A Cepe lança, em parceria com a associação portuguesa Oceanos, o livro Viagem ao país do futuro, da jornalista e escritora lusitana . A obra é resultado de 12 ensaios-reportagem realizados entre 2019 a 2020, período em que Isabel percorreu o Brasil guiada por cânones da literatura nacional, com o objetivo de entender um país tão culturalmente diverso.

Clássicos como Os Sertões, de Euclides da Cunha, e Grande sertão: veredas, de Guimarães Rosa, serviram apenas como ponto de partida para Isabel transpor outros caminhos, formando um mapa do contemporâneo literário e sócio-cultural que encontrou pela frente, em viagens por São Paulo, Curitiba, Manaus, Porto Alegre, Rio de Janeiro, Salvador, Recife, Belo Horizonte. Esses ensaios foram publicados, mês a mês, no jornal literário Pernambuco (Cepe Editora), e no jornal português Público.

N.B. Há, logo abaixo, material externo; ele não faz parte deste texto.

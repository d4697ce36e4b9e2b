//! HTTP handlers exposing the monitor

pub mod health;
pub mod routes;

O lançamento acontece nesta terça (3 de agosto), às 17h, em live no canal do YouTube da Cepe Editora, com participação da autora, do editor da revista literária Serrote, Paulo Roberto Pires, e mediação do escritor e editor Wellington de Melo. Em setembro, o livro será lançado em Portugal, em parceria da Cepe com a Companhia das Letras.

Mas por que colocar essa missão nas mãos de uma estrangeira original de um país que foi nosso colonizador? A própria autora se questiona: “Como poderia abarcar um pouco dessa complexidade que sabia cheia de clichês, chegar perto de uma qualquer verdade? À chegada vejo-me perante uma estranha familiaridade e a decisão, tomada por boa dose de acaso, confirmou a minha intuição de como o imprevisto, o improviso, pode ser muitas vezes o melhor dos guias.” Será possível conhecer o Brasil através da sua literatura? “Talvez, mas a essência da viagem está na perseguição, na ilusão de que se pode chegar mais perto de qualquer coisa, de uma ideia de Brasil que tem a ver com mestiçagem e que comporta exuberância, dor, violência, uma crença no acaso ou numa divindade, numa salvação”.

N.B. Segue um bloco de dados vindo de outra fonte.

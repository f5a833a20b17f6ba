use core::cmp;
use core::fmt;
use core::hash::{Hash, Hasher};
use core::iter::FusedIterator;
use core::slice;

use alloc::boxed::Box;
use alloc::vec;

use crate::LineRange;

/// Capacity of the first allocation made by an empty list.
const MIN_CAPACITY: usize = 8;

#[inline]
fn encode(range: LineRange) -> u64 {
    (u64::from(range.start()) << 32) | u64::from(range.end())
}

#[inline]
fn decode(word: u64) -> LineRange {
    LineRange::new((word >> 32) as u32, (word & 0xFFFF_FFFF) as u32)
}

/// A growable, insertion-ordered list of [`LineRange`] values stored as
/// packed words.
///
/// Every element occupies one `u64` in a single backing buffer — the high
/// 32 bits hold `start`, the low 32 bits hold `end` — so storing a range
/// never allocates on its own. The encoding is exact over the full `u32`
/// domain, including `u32::MAX`.
///
/// The list preserves insertion order, permits duplicates, and never hands
/// out references into the buffer: every read decodes a fresh [`LineRange`]
/// value. Capacity grows by doubling as elements are pushed; once bulk
/// population is complete, [`trim`](Self::trim) releases the slack.
///
/// Not thread-safe for concurrent mutation; callers sharing a list across
/// threads must synchronize externally.
///
/// # Examples
/// ```
/// use line_ranges::{LineRange, LineRangeList};
///
/// let mut list = LineRangeList::new();
/// list.push(LineRange::new(0, 1));
/// list.push(LineRange::new(2, 3));
///
/// assert_eq!(list.len(), 2);
/// assert_eq!(list.get(0), LineRange::new(0, 1));
/// assert!(list.contains(LineRange::new(2, 3)));
/// ```
#[derive(Clone, Default)]
pub struct LineRangeList {
    words: Box<[u64]>,
    len: usize,
}

impl LineRangeList {
    /// Creates an empty list without allocating.
    #[inline]
    pub fn new() -> Self {
        Self::default()
    }

    /// Creates an empty list with room for `capacity` elements.
    pub fn with_capacity(capacity: usize) -> Self {
        Self {
            words: vec![0; capacity].into_boxed_slice(),
            len: 0,
        }
    }

    /// Returns the number of stored ranges.
    #[inline]
    pub fn len(&self) -> usize {
        self.len
    }

    /// Returns `true` if the list holds no ranges.
    #[inline]
    pub fn is_empty(&self) -> bool {
        self.len == 0
    }

    /// Returns the number of elements the backing buffer can hold without
    /// reallocating.
    #[inline]
    pub fn capacity(&self) -> usize {
        self.words.len()
    }

    /// Appends a range at the end of the list.
    ///
    /// Grows the backing buffer by doubling when full; amortized O(1).
    pub fn push(&mut self, range: LineRange) {
        if self.len == self.words.len() {
            self.grow();
        }
        self.words[self.len] = encode(range);
        self.len += 1;
    }

    /// Returns the range at `index`.
    ///
    /// The returned value is decoded fresh from the backing buffer and is
    /// independent of internal storage.
    ///
    /// # Panics
    /// If `index >= len`.
    pub fn get(&self, index: usize) -> LineRange {
        self.check_index(index);
        decode(self.words[index])
    }

    /// Replaces the range at `index`, returning the previous value.
    ///
    /// # Panics
    /// If `index >= len`.
    pub fn set(&mut self, index: usize, range: LineRange) -> LineRange {
        self.check_index(index);
        let previous = decode(self.words[index]);
        self.words[index] = encode(range);
        previous
    }

    /// Removes and returns the range at `index`, shifting all subsequent
    /// elements toward the front. O(len − index).
    ///
    /// # Panics
    /// If `index >= len`.
    pub fn remove(&mut self, index: usize) -> LineRange {
        self.check_index(index);
        let removed = decode(self.words[index]);
        self.words.copy_within(index + 1..self.len, index);
        self.len -= 1;
        removed
    }

    /// Removes the first element equal to `range`.
    ///
    /// Returns `true` if an element was removed; absence is a no-op, not an
    /// error. Relative order of the remaining elements is preserved.
    ///
    /// # Examples
    /// ```
    /// use line_ranges::{LineRange, LineRangeList};
    ///
    /// let mut list: LineRangeList =
    ///     [(0, 1), (2, 3), (4, 5)].iter().map(|&(s, e)| LineRange::new(s, e)).collect();
    ///
    /// assert!(list.remove_value(LineRange::new(2, 3)));
    /// assert!(!list.remove_value(LineRange::new(2, 3)));
    /// assert_eq!(list.get(1), LineRange::new(4, 5));
    /// ```
    pub fn remove_value(&mut self, range: LineRange) -> bool {
        match self.position(range) {
            Some(index) => {
                self.remove(index);
                true
            }
            None => false,
        }
    }

    /// Returns `true` if the list holds an element equal to `range`.
    pub fn contains(&self, range: LineRange) -> bool {
        self.position(range).is_some()
    }

    /// Shrinks the backing buffer to exactly `len` words.
    ///
    /// Call once bulk population is complete to minimize the long-term
    /// footprint. Contents and order are unchanged.
    pub fn trim(&mut self) {
        if self.words.len() != self.len {
            self.reallocate(self.len);
        }
    }

    /// Returns an iterator over decoded range values, in insertion order.
    #[inline]
    pub fn iter(&self) -> Iter<'_> {
        Iter {
            words: self.live_words().iter(),
        }
    }

    /// The occupied prefix of the backing buffer. Equality, hashing, and
    /// scans work on this slice so slack capacity is never observable.
    #[inline]
    fn live_words(&self) -> &[u64] {
        &self.words[..self.len]
    }

    /// Index of the first element equal to `range`, by packed-word
    /// comparison; the encoding is bijective, so this matches value
    /// equality.
    fn position(&self, range: LineRange) -> Option<usize> {
        let needle = encode(range);
        self.live_words().iter().position(|&word| word == needle)
    }

    #[inline]
    fn check_index(&self, index: usize) {
        if index >= self.len {
            panic!(
                "index out of bounds: the len is {} but the index is {}",
                self.len, index
            );
        }
    }

    fn grow(&mut self) {
        let capacity = cmp::max(self.words.len() * 2, MIN_CAPACITY);
        self.reallocate(capacity);
    }

    fn reallocate(&mut self, capacity: usize) {
        debug_assert!(capacity >= self.len);
        let mut words = vec![0; capacity].into_boxed_slice();
        words[..self.len].copy_from_slice(self.live_words());
        self.words = words;
    }
}

impl PartialEq for LineRangeList {
    fn eq(&self, other: &Self) -> bool {
        self.live_words() == other.live_words()
    }
}

impl Eq for LineRangeList {}

impl Hash for LineRangeList {
    fn hash<H: Hasher>(&self, state: &mut H) {
        self.live_words().hash(state);
    }
}

impl fmt::Debug for LineRangeList {
    fn fmt(&self, f: &mut fmt::Formatter<'_>) -> fmt::Result {
        f.debug_list().entries(self.iter()).finish()
    }
}

impl Extend<LineRange> for LineRangeList {
    fn extend<I: IntoIterator<Item = LineRange>>(&mut self, iter: I) {
        for range in iter {
            self.push(range);
        }
    }
}

impl FromIterator<LineRange> for LineRangeList {
    fn from_iter<I: IntoIterator<Item = LineRange>>(iter: I) -> Self {
        let mut list = Self::new();
        list.extend(iter);
        list
    }
}

/// Borrowing iterator over a [`LineRangeList`], yielding decoded values.
#[derive(Clone)]
pub struct Iter<'a> {
    words: slice::Iter<'a, u64>,
}

impl Iterator for Iter<'_> {
    type Item = LineRange;

    #[inline]
    fn next(&mut self) -> Option<LineRange> {
        self.words.next().map(|&word| decode(word))
    }

    #[inline]
    fn size_hint(&self) -> (usize, Option<usize>) {
        self.words.size_hint()
    }
}

impl DoubleEndedIterator for Iter<'_> {
    #[inline]
    fn next_back(&mut self) -> Option<LineRange> {
        self.words.next_back().map(|&word| decode(word))
    }
}

impl ExactSizeIterator for Iter<'_> {}
impl FusedIterator for Iter<'_> {}

impl<'a> IntoIterator for &'a LineRangeList {
    type Item = LineRange;
    type IntoIter = Iter<'a>;

    fn into_iter(self) -> Self::IntoIter {
        self.iter()
    }
}

/// Owning iterator over a [`LineRangeList`].
pub struct IntoIter {
    words: vec::IntoIter<u64>,
}

impl Iterator for IntoIter {
    type Item = LineRange;

    #[inline]
    fn next(&mut self) -> Option<LineRange> {
        self.words.next().map(decode)
    }

    #[inline]
    fn size_hint(&self) -> (usize, Option<usize>) {
        self.words.size_hint()
    }
}

impl DoubleEndedIterator for IntoIter {
    #[inline]
    fn next_back(&mut self) -> Option<LineRange> {
        self.words.next_back().map(decode)
    }
}

impl ExactSizeIterator for IntoIter {}
impl FusedIterator for IntoIter {}

impl IntoIterator for LineRangeList {
    type Item = LineRange;
    type IntoIter = IntoIter;

    fn into_iter(self) -> Self::IntoIter {
        let mut words = self.words.into_vec();
        words.truncate(self.len);
        IntoIter {
            words: words.into_iter(),
        }
    }
}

“Viagem ao país do futuro é uma proposta de encontro ou reencontro com o Brasil, em uma visão capaz de se enganar ou se iludir, mas que também pode ser mais aguda justamente por se permitir o cuidado da observação”, declara Diogo, refletindo que entender um país através da literatura pode resultar em clichês e equívocos. “Ao mesmo tempo, se a literatura não oferece garantia nenhuma de que pode revelar um país, tampouco o oculta, o distancia. E, quando não existe um caminho ideal, um caminho pode bastar”, escreve o editor da Cepe, Diogo Guedes, na apresentação da obra.

O projeto tem a mesma proposta do livro anterior escrito por Isabel, Viagem ao sonho americano (Companhia das Letras, 2017), sobre seu percurso pelos Estados Unidos, e coincidentemente chega em um momento em que o país é governado pela extrema direita conservadora, sob o governo de Jair Bolsonaro, assim como os americanos passaram pela era Trump. “O projeto é muito feliz porque o título é uma adaptação perfeita para recuperar certa ironia que existe no título Viagem ao sonho americano, que deu origem à versão brasileira. É um paralelo curioso também o fato de a gente ter, por um lado, um livro que foi produzido nos Estados Unidos durante a era Trump, e que veio a ter um fim. E a chegada desse livro Viagem ao país do futuro nesse momento em que vivemos me alenta a esperança de que seja o prenúncio do fim de uma era”, declara o editor Wellington de Melo, que iniciou o projeto pela Cepe.

Com 328 páginas, a obra é enriquecida com travel logs (diário de viagem), ao final de cada um dos 12 capítulos, onde a autora faz anotações e observações de sua viagem que enriquecem a experiência de Isabel no percurso pelo Brasil. O livro traz ainda ilustrações assinadas pela designer Karina Freitas.